The report also found a rise in self-rated poor mental health, from 4.7 per cent in 2003 to 7.1 per cent last year, although the figures were higher among youth.
According to a recent World Health Organization (WHO) global report on suicide prevention, a suicide takes places every 40 seconds worldwide and more than 800,000 people take their lives every year.
“Given the widespread stigma around suicide, many individuals who are contemplating suicide do not know who to speak to,” said the WHO report. “Experts say that rather than encouraging suicidal behaviour, talking openly can give an individual other options or the time to rethink his/her decision, thereby preventing suicide.”
Although suicide is known as a social phenomenon, many misconceptions still exist regarding individuals with suicidal behaviour.
Here’s a look at common myths and misconceptions regarding suicide.
Myth: An individual who dies by suicide is only seeking attention
According to the Canadian Mental Health Association (CMHA), for some, these behaviours are serious invitations to others to help them live.
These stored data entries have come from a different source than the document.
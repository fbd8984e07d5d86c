//! Calculate command - tax breakdown of a single expense

use clap::Args;
use cotax::core::{
    EngineConfig, ExpenseInput, ExpenseRecord, LenientDecimal, TaxCalculationResult, TaxCalculator,
    MILEAGE_CATEGORY,
};
use cotax::format::{format_cop, format_rate};
use rust_decimal::Decimal;
use serde::Serialize;
use tabled::{
    settings::{object::Columns, Alignment, Modify, Style},
    Table, Tabled,
};

#[derive(Args, Debug)]
pub struct CalculateCommand {
    /// Gross amount before IVA
    #[arg(short, long, allow_negative_numbers = true, conflicts_with = "miles")]
    amount: Option<Decimal>,

    /// Distance travelled; the expense is valued at the mileage rate
    #[arg(short, long, allow_negative_numbers = true)]
    miles: Option<Decimal>,

    /// Expense category (defaults to "mileage" when --miles is given)
    #[arg(short, long)]
    category: Option<String>,

    /// Subcategory identifier, e.g. office_rent
    #[arg(short, long)]
    subcategory: String,

    /// Provider is not registered for IVA, so no Rete-IVA is withheld
    #[arg(long)]
    not_vat_registered: bool,

    /// Output as JSON instead of formatted text
    #[arg(long)]
    json: bool,
}

#[derive(Debug, Serialize)]
struct CalculationOutput<'a> {
    config_version: &'a str,
    category: &'a str,
    subcategory: &'a str,
    provider_vat_registered: bool,
    #[serde(flatten)]
    result: &'a TaxCalculationResult,
}

#[derive(Debug, Clone, Tabled)]
struct LineRow {
    #[tabled(rename = "Concept")]
    concept: &'static str,
    #[tabled(rename = "Rate")]
    rate: String,
    #[tabled(rename = "Value")]
    value: String,
}

impl LineRow {
    fn new(concept: &'static str, rate: Option<Decimal>, value: Decimal) -> Self {
        LineRow {
            concept,
            rate: rate.map(format_rate).unwrap_or_default(),
            value: format_cop(value),
        }
    }
}

impl CalculateCommand {
    pub fn exec(&self, config: &EngineConfig) -> anyhow::Result<()> {
        if self.amount.is_none() && self.miles.is_none() {
            anyhow::bail!("Provide either --amount or --miles");
        }

        let category = match (&self.category, self.miles) {
            (Some(category), _) => category.clone(),
            (None, Some(_)) => MILEAGE_CATEGORY.to_string(),
            (None, None) => "general".to_string(),
        };
        let record = ExpenseRecord {
            id: None,
            date: None,
            supplier: None,
            description: None,
            category,
            subcategory: self.subcategory.clone(),
            amount: self.amount.map(LenientDecimal::Value),
            miles: self.miles.map(LenientDecimal::Value),
            provider_vat_registered: Some(!self.not_vat_registered),
        };
        for warning in record.warnings(config) {
            log::warn!("{}", warning);
        }
        let expense = ExpenseInput::from(record);

        let result = TaxCalculator::new(config).calculate_expense(&expense);

        if self.json {
            let output = CalculationOutput {
                config_version: config.version(),
                category: &expense.category,
                subcategory: &expense.subcategory,
                provider_vat_registered: expense.provider_vat_registered,
                result: &result,
            };
            println!("{}", serde_json::to_string_pretty(&output)?);
        } else {
            self.print_breakdown(config, &expense, &result);
        }
        Ok(())
    }

    fn print_breakdown(
        &self,
        config: &EngineConfig,
        expense: &ExpenseInput,
        result: &TaxCalculationResult,
    ) {
        let rates = config.rates();
        let rete_iva_rate = expense
            .provider_vat_registered
            .then_some(rates.rete_iva_fraction);

        let lines = vec![
            LineRow::new("Gross value", None, result.gross_value),
            LineRow::new("IVA", Some(rates.vat_rate), result.vat),
            LineRow::new("Total with IVA", None, result.total_with_vat),
            LineRow::new("Rete-Fuente", Some(result.rete_fuente_rate), result.rete_fuente),
            LineRow::new("Rete-IVA", rete_iva_rate, result.rete_iva),
            LineRow::new("Rete-ICA", Some(rates.rete_ica_rate), result.rete_ica),
            LineRow::new("Total withholdings", None, result.total_withholdings),
            LineRow::new("Net payable", None, result.net_payable),
        ];
        let benefits = vec![
            LineRow::new("Deductible cost", None, result.deductible_cost),
            LineRow::new("Deductible IVA", None, result.vat_deductible),
            LineRow::new("Income tax credit", None, result.income_tax_credit),
            LineRow::new("ICA credit", None, result.ica_credit),
        ];

        println!();
        println!("EXPENSE BREAKDOWN ({})", config.version());
        println!(
            "  {} / {} -> {}",
            expense.category, expense.subcategory, result.retention_type
        );
        if !expense.provider_vat_registered {
            println!("  Provider not registered for IVA");
        }
        println!();
        println!("{}", table(&lines));
        println!();
        println!("TAX BENEFITS");
        println!("{}", table(&benefits));
    }
}

fn table(rows: &[LineRow]) -> String {
    Table::new(rows)
        .with(Style::rounded())
        .with(Modify::new(Columns::new(1..)).with(Alignment::right()))
        .to_string()
}
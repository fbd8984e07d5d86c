use clap::{Parser, Subcommand};
use std::path::PathBuf;

mod cmd;

use cmd::calculate::CalculateCommand;
use cmd::expenses::ExpensesCommand;
use cmd::rates::RatesCommand;
use cmd::schema::SchemaCommand;
use cmd::summary::SummaryCommand;
use cmd::validate::ValidateCommand;

#[derive(Parser, Debug)]
#[command(name = "cotax", version, about = "Colombian expense tax calculator (IVA and withholdings)")]
struct Cli {
    /// Rate configuration file (defaults to the built-in rates)
    #[arg(long, global = true, env = "COTAX_CONFIG")]
    config: Option<PathBuf>,

    #[command(subcommand)]
    command: Command,
}

#[derive(Subcommand, Debug)]
enum Command {
    /// Tax breakdown of a single expense
    Calculate(CalculateCommand),
    /// Per-expense breakdowns for a file of expenses
    Expenses(ExpensesCommand),
    /// Aggregated totals for reporting
    Summary(SummaryCommand),
    /// Report data quality issues in an expense file
    Validate(ValidateCommand),
    /// Show the active rate table and subcategory classification
    Rates(RatesCommand),
    /// Print expected input formats
    Schema(SchemaCommand),
}

fn main() -> anyhow::Result<()> {
    pretty_env_logger::init();
    let cli = Cli::parse();

    let config = cmd::load_config(cli.config.as_deref())?;
    match &cli.command {
        Command::Calculate(c) => c.exec(&config),
        Command::Expenses(c) => c.exec(&config),
        Command::Summary(c) => c.exec(&config),
        Command::Validate(c) => c.exec(&config),
        Command::Rates(c) => c.exec(&config),
        Command::Schema(c) => c.exec(),
    }
}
If help is not available, they may feel it will never come.
Experts say that ignoring suicidal thoughts or actions can be dangerous. Helping someone talk about their problems and suicidal thoughts can be effective in reducing suicidal behaviours.
Myth: People who think about killing themselves do not ask for help
WHO states that stigma, particularly surrounding mental disorders and suicide, means “many people thinking of taking their own life or who have attempted suicide are not seeking help and are therefore not getting the help they need.”
“The prevention of suicide has not been adequately addressed due to a lack of awareness of suicide as a major public health problem and the taboo in many societies to openly discuss it,” said a report from WHO.
READ MORE: Misconceptions about depression
To date, only a few countries have included suicide prevention among their health priorities and only 28 countries report having a national suicide prevention strategy. Canada does not currently have an official federal framework for suicide prevention.
“Raising community awareness and breaking down the taboo is important for countries to make progress in preventing suicide.”
Myth: Once someone is suicidal, he or she will always remain suicidal
WHO says heightened suicide risk is often short-term and situation-specific. While suicidal thoughts may return, they are not permanent and an individual with previously suicidal thoughts and attempts can go on to live a long life.
Myth: Talking about suicide may give someone the idea
Talking about suicide does not create or increase risk. The best way to identify the intention of suicide is to ask directly, according to CMHA.
Open talk and genuine concern is a source of release, and one of the key elements in preventing the immediate risk of suicide.
Myth: Only those with mental health illnesses and disorders are suicidal
While there is a link between suicide and mental health disorders, many suicides happen impulsively “in moments of crisis with a breakdown in the ability to deal with life stresses, such as financial problems, relationship break-up or chronic pain and illness.”
“Suicidal behaviour indicates deep unhappiness but not necessarily mental disorder,” said WHO. “Many people living with mental disorders are not affected by suicidal behaviour and not all people who take their own lives have a mental disorder.”
Myth: Suicides aren’t preventable
A number of measures can be taken to prevent suicide and suicide attempts. According to WHO, some of these include:
- Early identification, treatment and care of people with mental and substance use disorders, chronic pain and acute emotional distress
- Training of non-specialized health workers in the assessment and management of suicidal behaviour
- Follow-up care for people who attempted suicide and provision of community support
- Reporting by media in a responsible way
- Introducing alcohol policies to reduce the harmful use of alcohol
Myth: People who are young never think about suicide
Suicide continues to be the second leading cause of death among ten to 24-year-olds in Canada, according to Children’s Mental Health Ontario (CMHO). For every young person who has died by suicide, there are thousands more having thoughts of suicide and attempting suicide.
A recent study by CMHO found that one in ten Ontario students in grades 7 through 12 reported that they had seriously considered suicide, while three per cent reported attempting suicide.
Suicide among Aboriginal youth is estimated to occur at rates five times higher than non-Aboriginal youth.
If you or someone you know is in crisis and needs help, visit suicideprevention.ca for a list of resources.
In case of an emergency, please call 911.